The EU will have been emboldened in their approach by the UK’s decision to delay introducing full border checks on EU imports. The reason for this delay is clear enough – to avoid unprepared UK importers and EU exporters struggling to keep UK food imports from the EU flowing. But for the EU this looks like part of a pattern of the UK failing to retaliate to pressures and provocations from the EU side. The same pattern of turning the other cheek has of course been visible most strikingly in the fishing sphere where the UK has done nothing in response to the EU’s illegal ban on UK shellfish imports.
What should the UK government be doing? One option is for David Frost to invoke the Protocol’s article 16 which allows a suspension of at least parts of the Protocol. Article 16 says that the Protocol can be suspended to deal with a diversion of trade and this is clearly happening. The onus will then be on the EU to agree a form of protocol which does not affect trade in the ways that have occurred and which are likely to occur more strongly once the grace periods end.
The UK should be moving as fast as possible to take the option of SPS alignment with the EU off the table. That could be done if the UK signed trade deals with Australia, New Zealand and other agricultural producers and joined the CPTPP pacific trade group (whose SPS rules would be incompatible with alignment with the EU). However, the Australian and New Zealand deals have progressed more slowly than expected, perhaps because of Covid and CPTPP accession is some way off. Full consumer gains from free trade in food are also unlikely sincethe UK government has allowed agricultural regulatory policy to become influenced by quangos stuffed with a mix of EU supporters and domestic protectionists.

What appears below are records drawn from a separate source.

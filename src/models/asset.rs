use chrono::{DateTime, Utc};
use serde::Serialize;
use crate::models::capacity::{ASSETS_PER_PAGE, C_MAX, DISPLAY_LEN, NAME_LEN, SYMBOL_LEN};
use crate::models::fixed::FixedVec;
use crate::util::truncate_chars;

/// K线数据结构
#[derive(Debug, Clone, Copy, Default, PartialEq, Serialize)]
pub struct Candle {
    pub open: f32,
    pub high: f32,
    pub low: f32,
    pub close: f32,
}

impl Candle {
    pub fn new(open: f32, high: f32, low: f32, close: f32) -> Self {
        Self { open, high, low, close }
    }

    /// 四个价格均为正数
    pub fn is_positive(&self) -> bool {
        self.open > 0.0 && self.high > 0.0 && self.low > 0.0 && self.close > 0.0
    }
}

/// 资产的配置身份：数据源代码、显示代码、名称
#[derive(Debug, Clone, PartialEq, Eq)]
pub struct AssetSpec {
    pub symbol: String,
    pub display_symbol: String,
    pub name: String,
}

impl AssetSpec {
    pub fn new(symbol: &str, display_symbol: &str, name: &str) -> Self {
        Self {
            symbol: symbol.to_string(),
            display_symbol: display_symbol.to_string(),
            name: name.to_string(),
        }
    }
}

/// 单个资产的行情
#[derive(Debug, Clone, Default, PartialEq, Serialize)]
pub struct AssetQuote {
    pub symbol: String,
    pub display_symbol: String,
    pub name: String,
    pub price: f32,
    pub previous_close: f32,
    pub change_day: f32,
    pub change_week: f32,
    pub change_month: f32,
    pub change_year: f32,
    pub candles: FixedVec<Candle, C_MAX>,
    pub price_secondary: f32,
    pub valid: bool,
}

impl AssetQuote {
    /// 只带显示信息的空行情，抓取失败时界面仍能显示名称
    pub fn placeholder(spec: &AssetSpec) -> Self {
        let mut quote = Self::default();
        quote.reset(spec);
        quote
    }

    /// 原地重置，保留K线缓冲区的空间
    pub fn reset(&mut self, spec: &AssetSpec) {
        self.symbol = truncate_chars(&spec.symbol, SYMBOL_LEN);
        self.display_symbol = truncate_chars(&spec.display_symbol, DISPLAY_LEN);
        self.name = truncate_chars(&spec.name, NAME_LEN);
        self.price = 0.0;
        self.previous_close = 0.0;
        self.change_day = 0.0;
        self.change_week = 0.0;
        self.change_month = 0.0;
        self.change_year = 0.0;
        self.candles.clear();
        self.price_secondary = 0.0;
        self.valid = false;
    }
}

#[derive(Debug, Clone, Copy, PartialEq, Eq, Hash, Serialize)]
pub enum PageKind {
    Crypto,
    Indices,
    Commodities,
    Forex,
}

impl PageKind {
    pub fn label(self) -> &'static str {
        match self {
            PageKind::Crypto => "crypto",
            PageKind::Indices => "indices",
            PageKind::Commodities => "commodities",
            PageKind::Forex => "forex",
        }
    }
}

/// 一页固定四个资产
#[derive(Debug, Clone, PartialEq, Serialize)]
pub struct AssetPage {
    pub kind: PageKind,
    pub assets: [AssetQuote; ASSETS_PER_PAGE],
    pub last_updated: Option<DateTime<Utc>>,
    pub valid: bool,
}

impl AssetPage {
    pub fn new(kind: PageKind, specs: &[AssetSpec]) -> Self {
        let mut page = Self {
            kind,
            assets: Default::default(),
            last_updated: None,
            valid: false,
        };
        page.reset(specs);
        page
    }

    /// 每轮抓取开始时原地重置所有槽位
    pub fn reset(&mut self, specs: &[AssetSpec]) {
        for (slot, spec) in self.assets.iter_mut().zip(specs) {
            slot.reset(spec);
        }
        self.valid = false;
    }

    /// 至少一个资产有效则整页有效
    pub fn refresh_valid(&mut self) -> bool {
        self.valid = self.assets.iter().any(|a| a.valid);
        self.valid
    }

    pub fn valid_count(&self) -> usize {
        self.assets.iter().filter(|a| a.valid).count()
    }
}

#[cfg(test)]
mod tests {
    use super::*;

    fn specs() -> Vec<AssetSpec> {
        vec![
            AssetSpec::new("^GSPC", "SPX", "S&P 500"),
            AssetSpec::new("^DJI", "DJI", "Dow Jones"),
            AssetSpec::new("^IXIC", "IXIC", "Nasdaq Composite"),
            AssetSpec::new("^GSPTSE", "TSX", "S&P/TSX Composite Index Long Name Overflow"),
        ]
    }

    #[test]
    fn test_page_starts_with_display_metadata() {
        let page = AssetPage::new(PageKind::Indices, &specs());
        assert!(!page.valid);
        assert_eq!(page.assets[0].display_symbol, "SPX");
        assert_eq!(page.assets[1].name, "Dow Jones");
        assert!(page.assets.iter().all(|a| !a.valid));
        // 名称超长被截断
        assert_eq!(page.assets[3].name.chars().count(), NAME_LEN);
    }

    #[test]
    fn test_reset_clears_previous_cycle() {
        let mut page = AssetPage::new(PageKind::Indices, &specs());
        page.assets[2].price = 18000.0;
        page.assets[2].valid = true;
        page.assets[2].candles.push(Candle::new(1.0, 2.0, 0.5, 1.5));
        assert!(page.refresh_valid());

        page.reset(&specs());
        assert!(!page.valid);
        assert_eq!(page.assets[2].price, 0.0);
        assert!(page.assets[2].candles.is_empty());
        assert_eq!(page.assets[2].symbol, "^IXIC");
    }
}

The EU might well conclude that the UK government isn’t really serious about pursuing these trade deals and genuinely diverging in the SPS sphere. Again, that will only encourage them to remain obdurate over the Northern Ireland Protocol, stalling and hoping the UK will give in. The recent attempts to undermine the position of UK negotiator Lord Frost (again supported by some within the UK) should be seen in this light too – the EU would far rather deal with a more compliant character, such as his predecessor Michael Gove.
Indeed, few realise that as part of the original deal the UK struck to allow some ‘grace periods’ before fully implementing the Northern Ireland Protocol, the UK agreed to remain aligned voluntarily to EU SPS rules. This remains the case, even after the UK recently unilaterally extended these grace periods. So far, then, the EU has got exactly what it wants and may be happy to string this situation out indefinitely – it may matter little to the EU whether the UK does or doesn’t implement the protocol because the real prize is the UK as a whole remaining aligned to EU SPS rules. Perhaps, the EU’s huffing and puffing about the unilateral extensions and threats of legal action are largely theatre.
If this has become the EU’s aim, late in the game, will they get away with it? The heavy emphasis placed on UK sovereignty and regulatory freedom by David Frost in the TCA negotiations suggests not. It would seem crazy to gain regulatory freedom in the TCA only to give it away in negotiations over the Protocol. This would end the UK’s global trade ambitions and head off any chance of the country decisively breaking with the EU regulatory system. Let’s hope that the UK keeps its nerve and uses alternative means, including article 16, to remove the worst aspects of the Protocol, or even better to remove it altogether. The UK response to the meeting on March 26th suggests that it is holding the line, at least for the time being.